[Stored data entries]
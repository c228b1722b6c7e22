//! Wiegand frame decoding for AY-Dx9M keypad readers.
//!
//! This crate is pure: it turns completed frames into decoded events and
//! consumer records, and never touches hardware or timers.
//!
//! # Pipeline
//!
//! ```text
//! RawFrame ──normalize──▶ CapturedFrame ──validate──▶ FrameDecoder ──▶ DecodedEvent ──▶ EventRecord
//!                                           │
//!                                           └─ BitError: frame dropped
//! ```
//!
//! # Example
//!
//! ```
//! use wiegand_core::TransmissionFormat;
//! use wiegand_protocol::{FrameDecoder, RawFrame};
//!
//! // Key '5' in the factory format: 1 0101 0
//! let mut frame = RawFrame::new();
//! for bit in [1, 0, 1, 0, 1, 0] {
//!     frame.push(bit == 1, bit == 0);
//! }
//!
//! let decoder = FrameDecoder::new(TransmissionFormat::Skw06Rf);
//! let event = decoder.process(&frame.normalize()).unwrap();
//! assert_eq!(event.to_record().as_bytes(), b"R=0, M=0, K='5', L=6\n");
//! ```

pub mod decoder;
pub mod encoder;
pub mod event;
pub mod frame;
pub mod keymap;
pub mod parity;

pub use decoder::{FrameDecoder, decode};
pub use event::{DecodedEvent, EventRecord, Payload};
pub use frame::{CapturedFrame, RawFrame};
//! Frame completion.
//!
//! Runs when the data lines have been quiet for the frame timeout: takes the
//! accumulated frame, validates and decodes it, and hands deliverable events
//! to the queue.

use crate::{
    capture::FrameAccumulator, power::PowerSequencer, queue::EventQueue, stats::ReaderStats,
    traits::GpioController,
};
use std::sync::Arc;
use tracing::{debug, info, warn};
use wiegand_protocol::FrameDecoder;

/// Quiet-timeout callback for one reader.
pub struct FrameCompleter<G> {
    accumulator: Arc<FrameAccumulator>,
    decoder: FrameDecoder,
    queue: Arc<EventQueue>,
    power: Arc<PowerSequencer<G>>,
    stats: Arc<ReaderStats>,
}

impl<G: GpioController> FrameCompleter<G> {
    pub fn new(
        accumulator: Arc<FrameAccumulator>,
        decoder: FrameDecoder,
        queue: Arc<EventQueue>,
        power: Arc<PowerSequencer<G>>,
        stats: Arc<ReaderStats>,
    ) -> Self {
        Self {
            accumulator,
            decoder,
            queue,
            power,
            stats,
        }
    }

    /// Close the current frame.
    pub fn complete(&self) {
        let frame = self.accumulator.take().normalize();
        if frame.is_empty() {
            debug!("Frame timer expired without bits");
            return;
        }

        self.stats.record_frame();
        // Any bits at all prove the reader is alive
        self.power.frame_seen();

        let event = match self.decoder.process(&frame) {
            Ok(event) => event,
            Err(error) => {
                self.stats.record_bit_error();
                warn!(%error, %frame, "Frame discarded");
                return;
            }
        };

        self.stats.record_result(event.result);
        if !event.is_delivered() {
            warn!(result = %event.result, %event, "Frame dropped");
            return;
        }

        debug!(%event, "Frame decoded");
        if self.queue.enqueue(event.to_record()) {
            self.stats.record_enqueued();
        } else {
            self.stats.record_discarded();
            info!(%event, "No open session, event discarded");
        }
    }
}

# Task
Filter on the word "result": copy each matching line from the entries above.

# Output below
        self.stats.record_result(event.result);
            warn!(result = %event.result, %event, "Frame dropped");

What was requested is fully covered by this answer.